The occurrences of bi-rooted canines are extremely rare in the primary dentition. The prevalence rate has not been reported as this condition is difficult to identify in the routine intraoral examination and the bifurcated roots may resorb and exfoliate without any incident. Hence, Clinician should consider the possibility of bi-rooted primary canines when unusual eruption direction of permanent canines or retained deciduous canines are encountered [4].

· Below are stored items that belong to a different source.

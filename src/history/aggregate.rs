//! Read-time grouping of sessions for the history view.
//!
//! Nothing here is persisted. Merged rows are synthetic: they borrow the id
//! of their newest member and list every member in `merged_ids`, so deleting
//! a merged row has to go through [`SessionView::underlying_ids`].

use std::{
    collections::{hash_map::DefaultHasher, HashMap},
    hash::{Hash, Hasher},
};

use chrono::{Local, NaiveDate, TimeZone};
use serde::Serialize;

use crate::db::Session;

#[derive(Debug, Clone, Serialize, PartialEq, Eq)]
#[serde(rename_all = "camelCase")]
pub struct SessionView {
    #[serde(flatten)]
    pub session: Session,
    #[serde(skip_serializing_if = "Option::is_none")]
    pub merged_ids: Option<Vec<String>>,
    #[serde(skip_serializing_if = "Option::is_none")]
    pub session_count: Option<usize>,
}

impl SessionView {
    fn single(session: Session) -> Self {
        Self {
            session,
            merged_ids: None,
            session_count: None,
        }
    }

    pub fn is_merged(&self) -> bool {
        self.merged_ids.is_some()
    }

    /// Ids of the stored sessions behind this row.
    pub fn underlying_ids(&self) -> Vec<String> {
        match &self.merged_ids {
            Some(ids) => ids.clone(),
            None => vec![self.session.id.clone()],
        }
    }
}

#[derive(Debug, Clone, Serialize, PartialEq, Eq)]
#[serde(rename_all = "camelCase")]
pub struct DayGroup {
    pub date: NaiveDate,
    pub label: String,
    pub sessions: Vec<SessionView>,
    pub total_secs: u64,
}

#[derive(Debug, Clone, Serialize, PartialEq, Eq)]
#[serde(rename_all = "camelCase")]
pub struct CardTotal {
    pub card_id: String,
    pub board_id: String,
    pub card_title: String,
    pub board_name: String,
    pub total_secs: u64,
    pub session_count: usize,
}

pub fn total_duration(sessions: &[Session]) -> u64 {
    sessions
        .iter()
        .fold(0u64, |acc, session| acc.saturating_add(session.duration))
}

/// Bucket by `(card_id, board_id)`, keeping first-seen order.
fn bucket_by_card<'a, I>(sessions: I) -> Vec<Vec<&'a Session>>
where
    I: IntoIterator<Item = &'a Session>,
{
    let mut index: HashMap<(&str, &str), usize> = HashMap::new();
    let mut buckets: Vec<Vec<&Session>> = Vec::new();
    for session in sessions {
        let key = (session.card_id.as_str(), session.board_id.as_str());
        match index.get(&key) {
            Some(&slot) => buckets[slot].push(session),
            None => {
                index.insert(key, buckets.len());
                buckets.push(vec![session]);
            }
        }
    }
    buckets
}

fn merge_bucket(bucket: &[&Session]) -> Option<SessionView> {
    let newest = bucket.iter().max_by_key(|session| session.start_time)?;
    if bucket.len() == 1 {
        return Some(SessionView::single((*newest).clone()));
    }

    let mut merged = (*newest).clone();
    merged.duration = bucket.iter().map(|s| s.duration).fold(0, u64::saturating_add);
    merged.start_time = bucket.iter().map(|s| s.start_time).min()?;
    merged.end_time = bucket.iter().filter_map(|s| s.end_time).max();
    merged.synced = bucket.iter().all(|s| s.synced);

    let mut ids: Vec<&Session> = bucket.to_vec();
    ids.sort_by_key(|s| s.start_time);
    Some(SessionView {
        session: merged,
        merged_ids: Some(ids.into_iter().map(|s| s.id.clone()).collect()),
        session_count: Some(bucket.len()),
    })
}

/// Collapse sessions on the same card and board into one row each.
/// Callers are expected to pass a single day's sessions.
pub fn merge_card_sessions(sessions: &[Session]) -> Vec<SessionView> {
    let mut views: Vec<SessionView> = bucket_by_card(sessions)
        .iter()
        .filter_map(|bucket| merge_bucket(bucket))
        .collect();
    views.sort_by(|a, b| b.session.start_time.cmp(&a.session.start_time));
    views
}

/// Group by local calendar day of `start_time`, newest day first.
pub fn group_by_date(sessions: &[Session]) -> Vec<DayGroup> {
    group_by_date_in(sessions, &Local)
}

pub fn group_by_date_in<Tz: TimeZone>(sessions: &[Session], tz: &Tz) -> Vec<DayGroup> {
    let mut days: HashMap<NaiveDate, Vec<Session>> = HashMap::new();
    for session in sessions {
        let date = session.start_time.with_timezone(tz).date_naive();
        days.entry(date).or_default().push(session.clone());
    }

    let mut groups: Vec<DayGroup> = days
        .into_iter()
        .map(|(date, day_sessions)| DayGroup {
            date,
            label: date.format("%a %b %-d %Y").to_string(),
            total_secs: total_duration(&day_sessions),
            sessions: merge_card_sessions(&day_sessions),
        })
        .collect();
    groups.sort_by(|a, b| b.date.cmp(&a.date));
    groups
}

/// Per-card totals across the whole list, largest first.
pub fn card_totals(sessions: &[Session]) -> Vec<CardTotal> {
    let mut totals: Vec<CardTotal> = bucket_by_card(sessions)
        .into_iter()
        .filter_map(|bucket| {
            let newest = bucket.iter().max_by_key(|session| session.start_time)?;
            Some(CardTotal {
                card_id: newest.card_id.clone(),
                board_id: newest.board_id.clone(),
                card_title: newest.card_title.clone(),
                board_name: newest.board_name.clone(),
                total_secs: bucket.iter().map(|s| s.duration).fold(0, u64::saturating_add),
                session_count: bucket.len(),
            })
        })
        .collect();
    totals.sort_by(|a, b| {
        b.total_secs
            .cmp(&a.total_secs)
            .then_with(|| a.card_title.cmp(&b.card_title))
    });
    totals
}

/// Covers every field, so any edit to a stored session invalidates the cache.
fn fingerprint(sessions: &[Session]) -> u64 {
    let mut hasher = DefaultHasher::new();
    sessions.hash(&mut hasher);
    hasher.finish()
}

/// Memoizes [`group_by_date`] for an unchanged session list.
#[derive(Debug, Default)]
pub struct HistoryCache {
    key: Option<u64>,
    groups: Vec<DayGroup>,
}

impl HistoryCache {
    pub fn new() -> Self {
        Self::default()
    }

    pub fn groups(&mut self, sessions: &[Session]) -> &[DayGroup] {
        let key = fingerprint(sessions);
        if self.key != Some(key) {
            self.groups = group_by_date(sessions);
            self.key = Some(key);
        }
        &self.groups
    }

    pub fn is_fresh_for(&self, sessions: &[Session]) -> bool {
        self.key == Some(fingerprint(sessions))
    }

    pub fn invalidate(&mut self) {
        self.key = None;
        self.groups.clear();
    }
}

The primary maxillary canine tooth germ generally starts its initial calcification at the embryonic age of 17 weeks, while enamel formation is completed by 9 months after birth and root formation by the age of 3 years 3 months [5]. During morpho differentiation, trauma and other disturbances may affect root form and size in later stages [6]. In our case, the mother of the patient had no history of trauma, substance abuse or any other possible issue that could disturb the growth of the foetus. However, the findings of Morrow and Hylin suggested, the possibility of developing a supernumerary root is present throughout the root elongation [7]. Therefore, In the present case, any specific factor could not be ascribed in the aetiology of Bi-rooted primary canines.
In the mechanistic aspect, the ingrown tissue flaps of Hertwig’s epithelial root sheath is believed to be the probable origin of bi-rooted primary canines. The mechanism for the normal development of multiple roots is well known but it is poorly understood for supernumerary roots. The proliferation of inner and outer epithelia from the cervical loop of dental organ results in the formation of Hertwig’s epithelial root sheath. They contort at the future cementoenamel junction, creating the epithelial diaphragm. The rim of this sheath encloses the primary apical foramen. An unexplained phenomenon stimulates continuous morpho differentiation in multi-rooted teeth leading to the tongue like projections from the horizontal diaphragm which develop towards each other and fuse. For each new secondary apical foramen, a root will develop [8].
The reported cases till date revealed a tendency of this anomaly to occur bilaterally in the maxillary arch. The prevalence is seen more frequently among black and male children [9,10]. The case reported here affected a six-year-old male child of Indian origin and the anomaly was found bilaterally in the maxilla. Not many cases have been reported among the Indian ethnicity in the dental literature.
Radiographic images must be cautiously analysed to recognize the presence of bifurcations. However, this may sometimes be difficult due to the crowding of teeth. In the present case, two roots were conspicuous in radiographs. Thus, permanent canines have to resorb both the roots of the primary canines evenly to facilitate its eruption.
The clinician must assess the position of underlying permanent tooth bud radiographically to confirm its orientation during extraction, as trapped underlying crown of the permanent tooth between the bifurcated roots may get accidentally removed [10]. Also, endodontic success in such teeth with the possibility of encountering several root canals require correct diagnosis and careful radiographic assessment [11].
Bi-rooted primary canines may resorb and exfoliate without incident. However, the potential exists for interference with the eruption of the successor's teeth. Although asymptomatic, such anomalies may lead to complications in endodontic procedures and extraction. Despite the rareness of this condition, all the possible tooth variations should be considered by the clinicians during routine intraoral examinations to diagnose the condition and institute appropriate treatment. There is no comprehensive rationale recommending the interim radiographs but periodic follow up examination should be scheduled until the permanent successor's teeth erupt.